_How to complete this task_: From the first line to the last, reproduce the records exactly as they appear below.

------ Data supplied ------

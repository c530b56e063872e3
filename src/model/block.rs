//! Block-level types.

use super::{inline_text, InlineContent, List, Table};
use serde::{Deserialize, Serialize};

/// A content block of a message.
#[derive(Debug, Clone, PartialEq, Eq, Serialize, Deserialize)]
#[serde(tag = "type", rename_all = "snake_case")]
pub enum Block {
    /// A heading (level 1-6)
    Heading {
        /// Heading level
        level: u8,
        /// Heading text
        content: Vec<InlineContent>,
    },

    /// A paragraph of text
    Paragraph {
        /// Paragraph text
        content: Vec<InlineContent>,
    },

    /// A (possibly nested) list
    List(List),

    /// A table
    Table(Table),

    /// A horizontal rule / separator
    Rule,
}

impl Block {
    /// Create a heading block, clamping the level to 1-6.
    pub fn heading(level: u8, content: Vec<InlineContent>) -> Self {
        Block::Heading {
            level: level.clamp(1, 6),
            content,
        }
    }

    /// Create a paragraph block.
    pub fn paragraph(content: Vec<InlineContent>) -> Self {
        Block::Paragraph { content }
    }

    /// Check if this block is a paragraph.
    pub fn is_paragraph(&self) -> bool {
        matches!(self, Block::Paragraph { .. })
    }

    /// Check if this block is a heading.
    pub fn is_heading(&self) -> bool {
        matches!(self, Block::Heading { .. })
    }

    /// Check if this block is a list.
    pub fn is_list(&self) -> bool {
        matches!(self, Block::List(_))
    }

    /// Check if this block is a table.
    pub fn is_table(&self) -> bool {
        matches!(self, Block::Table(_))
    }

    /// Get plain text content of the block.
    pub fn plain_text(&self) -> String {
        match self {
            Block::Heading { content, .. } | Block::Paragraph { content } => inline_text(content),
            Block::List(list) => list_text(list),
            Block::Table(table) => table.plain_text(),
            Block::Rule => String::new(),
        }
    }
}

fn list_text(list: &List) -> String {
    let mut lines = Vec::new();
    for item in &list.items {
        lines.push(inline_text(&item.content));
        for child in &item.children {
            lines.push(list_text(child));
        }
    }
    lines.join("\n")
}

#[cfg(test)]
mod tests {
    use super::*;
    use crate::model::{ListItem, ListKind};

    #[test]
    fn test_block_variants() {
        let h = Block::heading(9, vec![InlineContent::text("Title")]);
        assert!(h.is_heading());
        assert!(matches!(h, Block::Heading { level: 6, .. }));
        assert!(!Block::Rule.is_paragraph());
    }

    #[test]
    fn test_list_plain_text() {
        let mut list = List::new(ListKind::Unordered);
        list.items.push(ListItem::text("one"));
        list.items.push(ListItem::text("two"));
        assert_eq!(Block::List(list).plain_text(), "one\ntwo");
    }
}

------

_Answer section_:
repository c530b56e063872e3
filename src/model/block.rs
//! Block-level types.

use super::{inline_text, InlineContent, List, Table};
use serde::{Deserialize, Serialize};

/// A content block of a message.
#[derive(Debug, Clone, PartialEq, Eq, Serialize, Deserialize)]
#[serde(tag = "type", rename_all = "snake_case")]
pub enum Block {
    /// A heading (level 1-6)
    Heading {
        /// Heading level
        level: u8,
        /// Heading text
        content: Vec<InlineContent>,
    },

    /// A paragraph of text
    Paragraph {
        /// Paragraph text
        content: Vec<InlineContent>,
    },

    /// A (possibly nested) list
    List(List),

    /// A table
    Table(Table),

    /// A horizontal rule / separator
    Rule,
}

impl Block {
    /// Create a heading block, clamping the level to 1-6.
    pub fn heading(level: u8, content: Vec<InlineContent>) -> Self {
        Block::Heading {
            level: level.clamp(1, 6),
            content,
        }
    }

    /// Create a paragraph block.
    pub fn paragraph(content: Vec<InlineContent>) -> Self {
        Block::Paragraph { content }
    }

    /// Check if this block is a paragraph.
    pub fn is_paragraph(&self) -> bool {
        matches!(self, Block::Paragraph { .. })
    }

    /// Check if this block is a heading.
    pub fn is_heading(&self) -> bool {
        matches!(self, Block::Heading { .. })
    }

    /// Check if this block is a list.
    pub fn is_list(&self) -> bool {
        matches!(self, Block::List(_))
    }

    /// Check if this block is a table.
    pub fn is_table(&self) -> bool {
        matches!(self, Block::Table(_))
    }

    /// Get plain text content of the block.
    pub fn plain_text(&self) -> String {
        match self {
            Block::Heading { content, .. } | Block::Paragraph { content } => inline_text(content),
            Block::List(list) => list_text(list),
            Block::Table(table) => table.plain_text(),
            Block::Rule => String::new(),
        }
    }
}

fn list_text(list: &List) -> String {
    let mut lines = Vec::new();
    for item in &list.items {
        lines.push(inline_text(&item.content));
        for child in &item.children {
            lines.push(list_text(child));
        }
    }
    lines.join("\n")
}

#[cfg(test)]
mod tests {
    use super::*;
    use crate::model::{ListItem, ListKind};

    #[test]
    fn test_block_variants() {
        let h = Block::heading(9, vec![InlineContent::text("Title")]);
        assert!(h.is_heading());
        assert!(matches!(h, Block::Heading { level: 6, .. }));
        assert!(!Block::Rule.is_paragraph());
    }

    #[test]
    fn test_list_plain_text() {
        let mut list = List::new(ListKind::Unordered);
        list.items.push(ListItem::text("one"));
        list.items.push(ListItem::text("two"));
        assert_eq!(Block::List(list).plain_text(), "one\ntwo");
    }
}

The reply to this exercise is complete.